_What is being asked_: The records should be copied out again with no alteration.

Dataset items:
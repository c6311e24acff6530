//! Access/refresh token issuance and verification.
//!
//! Both kinds are HS256 JWTs, but they are signed with independent secrets
//! and carry an explicit `kind` claim. Verification takes the expected kind
//! as a required parameter; it is never inferred from the token itself, so
//! one kind can never be replayed as the other.

use jsonwebtoken::{decode, encode, Algorithm, DecodingKey, EncodingKey, Header, Validation};
use secrecy::{ExposeSecret, SecretString};
use serde::{Deserialize, Serialize};
use thiserror::Error;
use time::OffsetDateTime;
use ulid::Ulid;
use uuid::Uuid;

#[derive(Clone, Copy, Debug, PartialEq, Eq, Serialize, Deserialize)]
#[serde(rename_all = "lowercase")]
pub enum TokenKind {
    Access,
    Refresh,
}

/// Signed token payload.
#[derive(Clone, Debug, Serialize, Deserialize)]
pub struct Claims {
    /// User id the token was issued for.
    pub sub: Uuid,
    pub iat: i64,
    pub exp: i64,
    /// Unique token id; makes every issued token distinct even for the same
    /// user within the same second.
    pub jti: String,
    pub kind: TokenKind,
}

/// Why a token failed verification. Callers log the specific reason but
/// respond with a generic `401`; none of these variants reach clients.
#[derive(Debug, Error)]
pub enum TokenError {
    #[error("malformed token")]
    Malformed,
    #[error("token expired")]
    Expired,
    #[error("invalid signature")]
    BadSignature,
    #[error("unexpected token kind")]
    WrongKind,
    #[error("token signing failed")]
    Signing(#[source] jsonwebtoken::errors::Error),
}

pub struct IssuedToken {
    pub token: String,
    /// Expiry as unix seconds.
    pub expires_at: i64,
}

struct KindKeys {
    encoding: EncodingKey,
    decoding: DecodingKey,
    ttl_seconds: i64,
}

/// Signing/verification keys for both token kinds.
pub struct TokenKeys {
    access: KindKeys,
    refresh: KindKeys,
}

impl TokenKeys {
    #[must_use]
    pub fn new(
        access_secret: &SecretString,
        access_ttl_seconds: i64,
        refresh_secret: &SecretString,
        refresh_ttl_seconds: i64,
    ) -> Self {
        Self {
            access: KindKeys {
                encoding: EncodingKey::from_secret(access_secret.expose_secret().as_bytes()),
                decoding: DecodingKey::from_secret(access_secret.expose_secret().as_bytes()),
                ttl_seconds: access_ttl_seconds,
            },
            refresh: KindKeys {
                encoding: EncodingKey::from_secret(refresh_secret.expose_secret().as_bytes()),
                decoding: DecodingKey::from_secret(refresh_secret.expose_secret().as_bytes()),
                ttl_seconds: refresh_ttl_seconds,
            },
        }
    }

    fn keys(&self, kind: TokenKind) -> &KindKeys {
        match kind {
            TokenKind::Access => &self.access,
            TokenKind::Refresh => &self.refresh,
        }
    }

    /// Mint a signed token of the given kind.
    ///
    /// # Errors
    ///
    /// Returns [`TokenError::Signing`] if encoding fails; the caller surfaces
    /// this as an internal error, never as an auth failure.
    pub fn issue(&self, user_id: Uuid, kind: TokenKind) -> Result<IssuedToken, TokenError> {
        let keys = self.keys(kind);
        let now = OffsetDateTime::now_utc().unix_timestamp();
        let claims = Claims {
            sub: user_id,
            iat: now,
            exp: now + keys.ttl_seconds,
            jti: Ulid::new().to_string(),
            kind,
        };
        let token = encode(&Header::new(Algorithm::HS256), &claims, &keys.encoding)
            .map_err(TokenError::Signing)?;
        Ok(IssuedToken {
            token,
            expires_at: claims.exp,
        })
    }

    /// Verify signature, expiry, and claim shape against the key for
    /// `expected` and return the decoded claims.
    ///
    /// # Errors
    ///
    /// Returns the specific failure reason; callers must collapse it to a
    /// generic unauthorized response before it reaches a client.
    pub fn verify(&self, token: &str, expected: TokenKind) -> Result<Claims, TokenError> {
        let keys = self.keys(expected);
        let mut validation = Validation::new(Algorithm::HS256);
        validation.leeway = 0;

        let data =
            decode::<Claims>(token, &keys.decoding, &validation).map_err(|err| match err.kind() {
                jsonwebtoken::errors::ErrorKind::ExpiredSignature => TokenError::Expired,
                jsonwebtoken::errors::ErrorKind::InvalidSignature => TokenError::BadSignature,
                _ => TokenError::Malformed,
            })?;

        if data.claims.kind != expected {
            return Err(TokenError::WrongKind);
        }

        Ok(data.claims)
    }
}

#[cfg(test)]
mod tests {
    use super::*;

    fn keys() -> TokenKeys {
        TokenKeys::new(
            &SecretString::from("access-secret".to_string()),
            900,
            &SecretString::from("refresh-secret".to_string()),
            864_000,
        )
    }

    #[test]
    fn issue_and_verify_round_trip() -> Result<(), TokenError> {
        let keys = keys();
        let user_id = Uuid::new_v4();

        let issued = keys.issue(user_id, TokenKind::Access)?;
        let claims = keys.verify(&issued.token, TokenKind::Access)?;
        assert_eq!(claims.sub, user_id);
        assert_eq!(claims.kind, TokenKind::Access);
        assert_eq!(claims.exp, issued.expires_at);
        assert_eq!(claims.exp - claims.iat, 900);
        Ok(())
    }

    #[test]
    fn issued_tokens_are_unique() -> Result<(), TokenError> {
        let keys = keys();
        let user_id = Uuid::new_v4();
        let first = keys.issue(user_id, TokenKind::Refresh)?;
        let second = keys.issue(user_id, TokenKind::Refresh)?;
        // Same user, same second: the jti claim still separates them.
        assert_ne!(first.token, second.token);
        Ok(())
    }

    #[test]
    fn kinds_do_not_cross_verify() -> Result<(), TokenError> {
        let keys = keys();
        let issued = keys.issue(Uuid::new_v4(), TokenKind::Access)?;
        // Wrong kind means the wrong key, which reads as a bad signature.
        let result = keys.verify(&issued.token, TokenKind::Refresh);
        assert!(matches!(result, Err(TokenError::BadSignature)));
        Ok(())
    }

    #[test]
    fn wrong_kind_claim_rejected_even_with_shared_secret() -> Result<(), TokenError> {
        let secret = SecretString::from("shared".to_string());
        let keys = TokenKeys::new(&secret, 900, &secret, 900);
        let issued = keys.issue(Uuid::new_v4(), TokenKind::Access)?;
        // Signature checks out, so the explicit kind claim must catch it.
        let result = keys.verify(&issued.token, TokenKind::Refresh);
        assert!(matches!(result, Err(TokenError::WrongKind)));
        Ok(())
    }

    #[test]
    fn expired_token_rejected() -> Result<(), TokenError> {
        let expired = TokenKeys::new(
            &SecretString::from("access-secret".to_string()),
            -60,
            &SecretString::from("refresh-secret".to_string()),
            -60,
        );
        let issued = expired.issue(Uuid::new_v4(), TokenKind::Access)?;

        let result = keys().verify(&issued.token, TokenKind::Access);
        assert!(matches!(result, Err(TokenError::Expired)));
        Ok(())
    }

    #[test]
    fn tampered_token_rejected() -> Result<(), TokenError> {
        let keys = keys();
        let issued = keys.issue(Uuid::new_v4(), TokenKind::Access)?;

        // Flip a character in the signature segment.
        let mut parts: Vec<String> = issued.token.split('.').map(str::to_string).collect();
        assert_eq!(parts.len(), 3);
        let signature = parts[2].clone();
        let flipped = if signature.starts_with('A') { "B" } else { "A" };
        parts[2] = format!("{flipped}{}", &signature[1..]);
        let tampered = parts.join(".");

        let result = keys.verify(&tampered, TokenKind::Access);
        assert!(matches!(
            result,
            Err(TokenError::BadSignature | TokenError::Malformed)
        ));
        Ok(())
    }

    #[test]
    fn garbage_token_is_malformed() {
        let result = keys().verify("not-a-token", TokenKind::Access);
        assert!(matches!(result, Err(TokenError::Malformed)));
    }
}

_Response below_:
repository c6311e24acff6530
//! Access/refresh token issuance and verification.
//!
//! Both kinds are HS256 JWTs, but they are signed with independent secrets
//! and carry an explicit `kind` claim. Verification takes the expected kind
//! as a required parameter; it is never inferred from the token itself, so
//! one kind can never be replayed as the other.

use jsonwebtoken::{decode, encode, Algorithm, DecodingKey, EncodingKey, Header, Validation};
use secrecy::{ExposeSecret, SecretString};
use serde::{Deserialize, Serialize};
use thiserror::Error;
use time::OffsetDateTime;
use ulid::Ulid;
use uuid::Uuid;

#[derive(Clone, Copy, Debug, PartialEq, Eq, Serialize, Deserialize)]
#[serde(rename_all = "lowercase")]
pub enum TokenKind {
    Access,
    Refresh,
}

/// Signed token payload.
#[derive(Clone, Debug, Serialize, Deserialize)]
pub struct Claims {
    /// User id the token was issued for.
    pub sub: Uuid,
    pub iat: i64,
    pub exp: i64,
    /// Unique token id; makes every issued token distinct even for the same
    /// user within the same second.
    pub jti: String,
    pub kind: TokenKind,
}

/// Why a token failed verification. Callers log the specific reason but
/// respond with a generic `401`; none of these variants reach clients.
#[derive(Debug, Error)]
pub enum TokenError {
    #[error("malformed token")]
    Malformed,
    #[error("token expired")]
    Expired,
    #[error("invalid signature")]
    BadSignature,
    #[error("unexpected token kind")]
    WrongKind,
    #[error("token signing failed")]
    Signing(#[source] jsonwebtoken::errors::Error),
}

pub struct IssuedToken {
    pub token: String,
    /// Expiry as unix seconds.
    pub expires_at: i64,
}

struct KindKeys {
    encoding: EncodingKey,
    decoding: DecodingKey,
    ttl_seconds: i64,
}

/// Signing/verification keys for both token kinds.
pub struct TokenKeys {
    access: KindKeys,
    refresh: KindKeys,
}

impl TokenKeys {
    #[must_use]
    pub fn new(
        access_secret: &SecretString,
        access_ttl_seconds: i64,
        refresh_secret: &SecretString,
        refresh_ttl_seconds: i64,
    ) -> Self {
        Self {
            access: KindKeys {
                encoding: EncodingKey::from_secret(access_secret.expose_secret().as_bytes()),
                decoding: DecodingKey::from_secret(access_secret.expose_secret().as_bytes()),
                ttl_seconds: access_ttl_seconds,
            },
            refresh: KindKeys {
                encoding: EncodingKey::from_secret(refresh_secret.expose_secret().as_bytes()),
                decoding: DecodingKey::from_secret(refresh_secret.expose_secret().as_bytes()),
                ttl_seconds: refresh_ttl_seconds,
            },
        }
    }

    fn keys(&self, kind: TokenKind) -> &KindKeys {
        match kind {
            TokenKind::Access => &self.access,
            TokenKind::Refresh => &self.refresh,
        }
    }

    /// Mint a signed token of the given kind.
    ///
    /// # Errors
    ///
    /// Returns [`TokenError::Signing`] if encoding fails; the caller surfaces
    /// this as an internal error, never as an auth failure.
    pub fn issue(&self, user_id: Uuid, kind: TokenKind) -> Result<IssuedToken, TokenError> {
        let keys = self.keys(kind);
        let now = OffsetDateTime::now_utc().unix_timestamp();
        let claims = Claims {
            sub: user_id,
            iat: now,
            exp: now + keys.ttl_seconds,
            jti: Ulid::new().to_string(),
            kind,
        };
        let token = encode(&Header::new(Algorithm::HS256), &claims, &keys.encoding)
            .map_err(TokenError::Signing)?;
        Ok(IssuedToken {
            token,
            expires_at: claims.exp,
        })
    }

    /// Verify signature, expiry, and claim shape against the key for
    /// `expected` and return the decoded claims.
    ///
    /// # Errors
    ///
    /// Returns the specific failure reason; callers must collapse it to a
    /// generic unauthorized response before it reaches a client.
    pub fn verify(&self, token: &str, expected: TokenKind) -> Result<Claims, TokenError> {
        let keys = self.keys(expected);
        let mut validation = Validation::new(Algorithm::HS256);
        validation.leeway = 0;

        let data =
            decode::<Claims>(token, &keys.decoding, &validation).map_err(|err| match err.kind() {
                jsonwebtoken::errors::ErrorKind::ExpiredSignature => TokenError::Expired,
                jsonwebtoken::errors::ErrorKind::InvalidSignature => TokenError::BadSignature,
                _ => TokenError::Malformed,
            })?;

        if data.claims.kind != expected {
            return Err(TokenError::WrongKind);
        }

        Ok(data.claims)
    }
}

#[cfg(test)]
mod tests {
    use super::*;

    fn keys() -> TokenKeys {
        TokenKeys::new(
            &SecretString::from("access-secret".to_string()),
            900,
            &SecretString::from("refresh-secret".to_string()),
            864_000,
        )
    }

    #[test]
    fn issue_and_verify_round_trip() -> Result<(), TokenError> {
        let keys = keys();
        let user_id = Uuid::new_v4();

        let issued = keys.issue(user_id, TokenKind::Access)?;
        let claims = keys.verify(&issued.token, TokenKind::Access)?;
        assert_eq!(claims.sub, user_id);
        assert_eq!(claims.kind, TokenKind::Access);
        assert_eq!(claims.exp, issued.expires_at);
        assert_eq!(claims.exp - claims.iat, 900);
        Ok(())
    }

    #[test]
    fn issued_tokens_are_unique() -> Result<(), TokenError> {
        let keys = keys();
        let user_id = Uuid::new_v4();
        let first = keys.issue(user_id, TokenKind::Refresh)?;
        let second = keys.issue(user_id, TokenKind::Refresh)?;
        // Same user, same second: the jti claim still separates them.
        assert_ne!(first.token, second.token);
        Ok(())
    }

    #[test]
    fn kinds_do_not_cross_verify() -> Result<(), TokenError> {
        let keys = keys();
        let issued = keys.issue(Uuid::new_v4(), TokenKind::Access)?;
        // Wrong kind means the wrong key, which reads as a bad signature.
        let result = keys.verify(&issued.token, TokenKind::Refresh);
        assert!(matches!(result, Err(TokenError::BadSignature)));
        Ok(())
    }

    #[test]
    fn wrong_kind_claim_rejected_even_with_shared_secret() -> Result<(), TokenError> {
        let secret = SecretString::from("shared".to_string());
        let keys = TokenKeys::new(&secret, 900, &secret, 900);
        let issued = keys.issue(Uuid::new_v4(), TokenKind::Access)?;
        // Signature checks out, so the explicit kind claim must catch it.
        let result = keys.verify(&issued.token, TokenKind::Refresh);
        assert!(matches!(result, Err(TokenError::WrongKind)));
        Ok(())
    }

    #[test]
    fn expired_token_rejected() -> Result<(), TokenError> {
        let expired = TokenKeys::new(
            &SecretString::from("access-secret".to_string()),
            -60,
            &SecretString::from("refresh-secret".to_string()),
            -60,
        );
        let issued = expired.issue(Uuid::new_v4(), TokenKind::Access)?;

        let result = keys().verify(&issued.token, TokenKind::Access);
        assert!(matches!(result, Err(TokenError::Expired)));
        Ok(())
    }

    #[test]
    fn tampered_token_rejected() -> Result<(), TokenError> {
        let keys = keys();
        let issued = keys.issue(Uuid::new_v4(), TokenKind::Access)?;

        // Flip a character in the signature segment.
        let mut parts: Vec<String> = issued.token.split('.').map(str::to_string).collect();
        assert_eq!(parts.len(), 3);
        let signature = parts[2].clone();
        let flipped = if signature.starts_with('A') { "B" } else { "A" };
        parts[2] = format!("{flipped}{}", &signature[1..]);
        let tampered = parts.join(".");

        let result = keys.verify(&tampered, TokenKind::Access);
        assert!(matches!(
            result,
            Err(TokenError::BadSignature | TokenError::Malformed)
        ));
        Ok(())
    }

    #[test]
    fn garbage_token_is_malformed() {
        let result = keys().verify("not-a-token", TokenKind::Access);
        assert!(matches!(result, Err(TokenError::Malformed)));
    }
}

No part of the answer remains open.